Why Is My Dog Or Cat Running A Fever Or Why is It Cold?

Why Is My Dog Or Cat Running A Fever Or Why is It Cold?

Ron Hines DVM PhD

See What Normal Blood & Urine Values Are

The Causes Of Most Abnormal Blood  & Urine Tests

See How Tests Are Grouped

Ear and other Non-contact thermometers are not accurate for dogs or cats. read here  & here

Up = Hyperthermia = Pyrexia = Fever  Low = Hypothermia

Many dogs and cats run a bit hot from anxiety and excitement when visiting their local veterinarian.

Your dog or cat has a normal body temperatures that is a bit higher than yours. Both your and your pet’s body temperature is set by the brain. That can be due to infections, stress, inflammation, certain cancers and autoimmune diseases and certain drugs. It can also be the result of a hot environment.

When your dog or cat ’s body temperature is higher than it should be, most owners would say their pet was running a fever. Technically, that is true, but many vets would call the pet “hyperthermic” if they suspected a non-infectious cause, and “febrile” (feverish)  if they suspected some type of infection.

Most veterinarians consider a rectal temperature of over 102.5 F/39.2 C to be abnormal in dogs and cats. But other things come into play and vets learn what those factors are through their years of experience. (if you are using a digital thermometer, such as a Vick’s ComfortFlex™, your pet’s armpit temperature will be about 2.5 F degrees lower [1.4 C] than its rectal temperature would be using the same device [ref])

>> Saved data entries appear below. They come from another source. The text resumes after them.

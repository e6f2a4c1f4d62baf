mod choice;
mod ids;
mod question;
mod session;

pub use ids::{ChoiceLabel, ParseLabelError};

pub use choice::{AnswerChoice, AnswerOutcome};
pub use question::{Difficulty, MetadataError, QuestionKind, QuestionRecord, RecordIssue};
pub use session::{QuestionResult, QuizProgress, QuizState, QuizSummary};
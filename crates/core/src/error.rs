use thiserror::Error;

use crate::model::{ChoiceLabel, QuizState};

/// Errors surfaced by `QuizSession`. None of them mutate the session.
#[derive(Debug, Error, Clone, PartialEq, Eq)]
#[non_exhaustive]
pub enum SessionError {
    #[error("cannot {operation} while the quiz is {state}")]
    InvalidState {
        operation: &'static str,
        state: QuizState,
    },

    #[error("no choice labelled {0} for the current question")]
    UnknownChoice(ChoiceLabel),
}
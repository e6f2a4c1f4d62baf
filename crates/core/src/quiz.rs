use chrono::{DateTime, Utc};
use log::{debug, warn};
use rand::SeedableRng;
use rand::rngs::StdRng;
use rand::seq::SliceRandom;
use std::fmt;

use crate::error::SessionError;
use crate::model::{
    AnswerChoice, AnswerOutcome, ChoiceLabel, QuestionRecord, QuestionResult, QuizProgress,
    QuizState, QuizSummary, RecordIssue,
};
use crate::settings::{QuizSettings, ReanswerPolicy};
use crate::shuffle::build_choices;
use crate::time::Clock;

//
// ─── SESSION ───────────────────────────────────────────────────────────────────
//

/// In-memory quiz over one fetched batch of questions.
///
/// Starts `Empty`, is seeded once through [`QuizSession::initialize`], then
/// steps through the batch with [`QuizSession::submit_answer`] and
/// [`QuizSession::advance`] until `Finished`. The choice set of the current
/// question is shuffled once per question and cached.
pub struct QuizSession {
    settings: QuizSettings,
    clock: Clock,
    rng: StdRng,
    state: QuizState,
    questions: Vec<QuestionRecord>,
    current: usize,
    choices: Vec<AnswerChoice>,
    last_result: Option<AnswerOutcome>,
    results: Vec<QuestionResult>,
    started_at: Option<DateTime<Utc>>,
    finished_at: Option<DateTime<Utc>>,
}

impl QuizSession {
    /// Create an empty session shuffling with OS-seeded randomness.
    #[must_use]
    pub fn new(settings: QuizSettings) -> Self {
        Self::with_rng(settings, StdRng::from_os_rng())
    }

    /// Create an empty session with a reproducible shuffle sequence.
    #[must_use]
    pub fn with_seed(settings: QuizSettings, seed: u64) -> Self {
        Self::with_rng(settings, StdRng::seed_from_u64(seed))
    }

    fn with_rng(settings: QuizSettings, rng: StdRng) -> Self {
        Self {
            settings,
            clock: Clock::default(),
            rng,
            state: QuizState::Empty,
            questions: Vec::new(),
            current: 0,
            choices: Vec::new(),
            last_result: None,
            results: Vec::new(),
            started_at: None,
            finished_at: None,
        }
    }

    #[must_use]
    pub fn with_clock(mut self, clock: Clock) -> Self {
        self.clock = clock;
        self
    }

    /// Load the question batch. Only allowed once, from `Empty`.
    ///
    /// An empty batch moves straight to `Finished`. Malformed records are
    /// logged and kept.
    ///
    /// # Errors
    ///
    /// Returns `SessionError::InvalidState` if the session was already initialized.
    pub fn initialize(&mut self, mut questions: Vec<QuestionRecord>) -> Result<QuizState, SessionError> {
        if self.state != QuizState::Empty {
            return Err(self.invalid("initialize"));
        }

        if self.settings.shuffle_questions {
            questions.shuffle(&mut self.rng);
        }

        let now = self.clock.now();
        self.questions = questions;
        self.current = 0;

        for (index, issue) in self.record_issues() {
            warn!("question {} is malformed: {issue}", index + 1);
        }

        if let Some(first) = self.questions.first() {
            self.choices = build_choices(first, &mut self.rng);
            self.started_at = Some(now);
            self.state = QuizState::Active;
        } else {
            self.finished_at = Some(now);
            self.state = QuizState::Finished;
        }

        debug!(
            "quiz initialized with {} question(s), state={}",
            self.questions.len(),
            self.state
        );
        Ok(self.state)
    }

    #[must_use]
    pub fn state(&self) -> QuizState {
        self.state
    }

    /// Position of the current question; equals `total_questions()` once finished.
    #[must_use]
    pub fn current_index(&self) -> usize {
        self.current
    }

    #[must_use]
    pub fn total_questions(&self) -> usize {
        self.questions.len()
    }

    #[must_use]
    pub fn questions(&self) -> &[QuestionRecord] {
        &self.questions
    }

    #[must_use]
    pub fn is_finished(&self) -> bool {
        self.state == QuizState::Finished
    }

    /// Outcome of the latest submission on the current question, if any.
    #[must_use]
    pub fn last_result(&self) -> Option<&AnswerOutcome> {
        self.last_result.as_ref()
    }

    /// Shape problems in the loaded batch, keyed by play order.
    #[must_use]
    pub fn record_issues(&self) -> Vec<(usize, RecordIssue)> {
        self.questions
            .iter()
            .enumerate()
            .flat_map(|(index, record)| record.issues().into_iter().map(move |issue| (index, issue)))
            .collect()
    }

    /// One entry per question already advanced past.
    #[must_use]
    pub fn results(&self) -> &[QuestionResult] {
        &self.results
    }

    #[must_use]
    pub fn started_at(&self) -> Option<DateTime<Utc>> {
        self.started_at
    }

    #[must_use]
    pub fn finished_at(&self) -> Option<DateTime<Utc>> {
        self.finished_at
    }

    /// # Errors
    ///
    /// Returns `SessionError::InvalidState` unless the session is `Active`.
    pub fn current_question(&self) -> Result<&QuestionRecord, SessionError> {
        self.require_active("read the current question")?;
        self.questions
            .get(self.current)
            .ok_or_else(|| self.invalid("read the current question"))
    }

    /// # Errors
    ///
    /// Returns `SessionError::InvalidState` unless the session is `Active`.
    pub fn current_prompt(&self) -> Result<&str, SessionError> {
        self.current_question().map(QuestionRecord::prompt)
    }

    /// The shuffled choices for the current question, stable until `advance`.
    ///
    /// # Errors
    ///
    /// Returns `SessionError::InvalidState` unless the session is `Active`.
    pub fn current_choices(&self) -> Result<&[AnswerChoice], SessionError> {
        self.require_active("read the current choices")?;
        Ok(&self.choices)
    }

    /// Judge the choice with the given label against the current question.
    ///
    /// # Errors
    ///
    /// Returns `SessionError::InvalidState` unless the session is `Active`, and
    /// `SessionError::UnknownChoice` if no current choice carries `label`.
    pub fn submit_answer(&mut self, label: ChoiceLabel) -> Result<AnswerOutcome, SessionError> {
        let record = self.current_question()?;
        let choice = self
            .choices
            .iter()
            .find(|choice| choice.label == label)
            .ok_or(SessionError::UnknownChoice(label))?;

        if self.settings.reanswer == ReanswerPolicy::KeepFirst {
            if let Some(first) = &self.last_result {
                return Ok(first.clone());
            }
        }

        let outcome = AnswerOutcome {
            label,
            is_correct: choice.is_correct,
            correct_answer: record.correct_answer().to_string(),
        };
        debug!(
            "question {} answered with {label}: correct={}",
            self.current, outcome.is_correct
        );
        self.last_result = Some(outcome.clone());
        Ok(outcome)
    }

    /// Move past the current question, answered or not.
    ///
    /// # Errors
    ///
    /// Returns `SessionError::InvalidState` unless the session is `Active`.
    pub fn advance(&mut self) -> Result<QuizState, SessionError> {
        self.require_active("advance")?;

        self.results.push(QuestionResult {
            index: self.current,
            outcome: self.last_result.take(),
        });

        let next = self.current + 1;
        if let Some(record) = self.questions.get(next) {
            self.choices = build_choices(record, &mut self.rng);
        } else {
            self.choices.clear();
            self.finished_at = Some(self.clock.now());
            self.state = QuizState::Finished;
        }
        self.current = next;

        debug!("quiz advanced to {}/{}", self.current, self.questions.len());
        Ok(self.state)
    }

    /// Returns a summary of the current session progress.
    #[must_use]
    pub fn progress(&self) -> QuizProgress {
        let pending = self.last_result.iter();
        let answered = self
            .results
            .iter()
            .filter_map(|r| r.outcome.as_ref())
            .chain(pending.clone())
            .count();
        let correct = self
            .results
            .iter()
            .filter_map(|r| r.outcome.as_ref())
            .chain(pending)
            .filter(|o| o.is_correct)
            .count();

        QuizProgress {
            total: self.questions.len(),
            answered,
            remaining: self.questions.len().saturating_sub(self.current),
            correct,
            is_finished: self.is_finished(),
        }
    }

    /// Score card, available once the session is `Finished`.
    #[must_use]
    pub fn summary(&self) -> Option<QuizSummary> {
        let finished_at = self.finished_at.filter(|_| self.is_finished())?;
        Some(QuizSummary::from_results(
            &self.results,
            self.started_at,
            finished_at,
        ))
    }

    fn require_active(&self, operation: &'static str) -> Result<(), SessionError> {
        if self.state == QuizState::Active {
            Ok(())
        } else {
            Err(self.invalid(operation))
        }
    }

    fn invalid(&self, operation: &'static str) -> SessionError {
        SessionError::InvalidState {
            operation,
            state: self.state,
        }
    }
}

impl Default for QuizSession {
    fn default() -> Self {
        Self::new(QuizSettings::default())
    }
}

impl fmt::Debug for QuizSession {
    fn fmt(&self, f: &mut fmt::Formatter<'_>) -> fmt::Result {
        f.debug_struct("QuizSession")
            .field("state", &self.state)
            .field("questions_len", &self.questions.len())
            .field("current", &self.current)
            .field("choices_len", &self.choices.len())
            .field("last_result", &self.last_result)
            .field("results_len", &self.results.len())
            .field("started_at", &self.started_at)
            .field("finished_at", &self.finished_at)
            .finish_non_exhaustive()
    }
}

//
// ─── TESTS ─────────────────────────────────────────────────────────────────────
//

Your vet may be less concerned if your dog or cat is emotional and tense or, perhaps, entering the exam room after a long car ride on a hot, humid day. The vet might be more concerned if your pet is a large calm dog – particularly if there is other evidence that the pet is ill. Looking of its charts, the vet might noticed that your pet always “runs hot” on its visits but has never shown any other signs of ill health.

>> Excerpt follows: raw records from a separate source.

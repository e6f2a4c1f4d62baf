#![forbid(unsafe_code)]

pub mod error;
pub mod model;
pub mod quiz;
pub mod settings;
pub mod shuffle;
pub mod time;

pub use error::SessionError;
pub use quiz::QuizSession;
pub use settings::{QuizSettings, ReanswerPolicy};
pub use time::Clock;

Sometimes, out of caution, pets with slightly high body temperature will be given antibiotics. Many of my clients are adamant that their pet’s receive a “shot of something” and vets, being an agreeable lot, tend to oblige. But the fact that your pet’s temperature went down is really not enough proof that a bacterial or viral infection was the underlying problem.

Feeling your pets nose is not a good way to tell if it is running a fever (any more than feeling your nose tells you very much about your health).

Dogs with elevated body temperature do breathe faster, but many other things, like excitement and pain can cause that too. A glass (or modern digital) rectal thermometer, left up your dog or cat’s anus for up to 2 minutes (or at least until the fluid in older thermometers ceases rising) is the best way to take your pet’s temperature (its core body temperature). Putting some margarine on the tip allows it to be passed easily. Thermometers that measure at the ear, under the arm (axillary area) or in the toe web always give a lower reading than a rectal thermometer. Avoid them.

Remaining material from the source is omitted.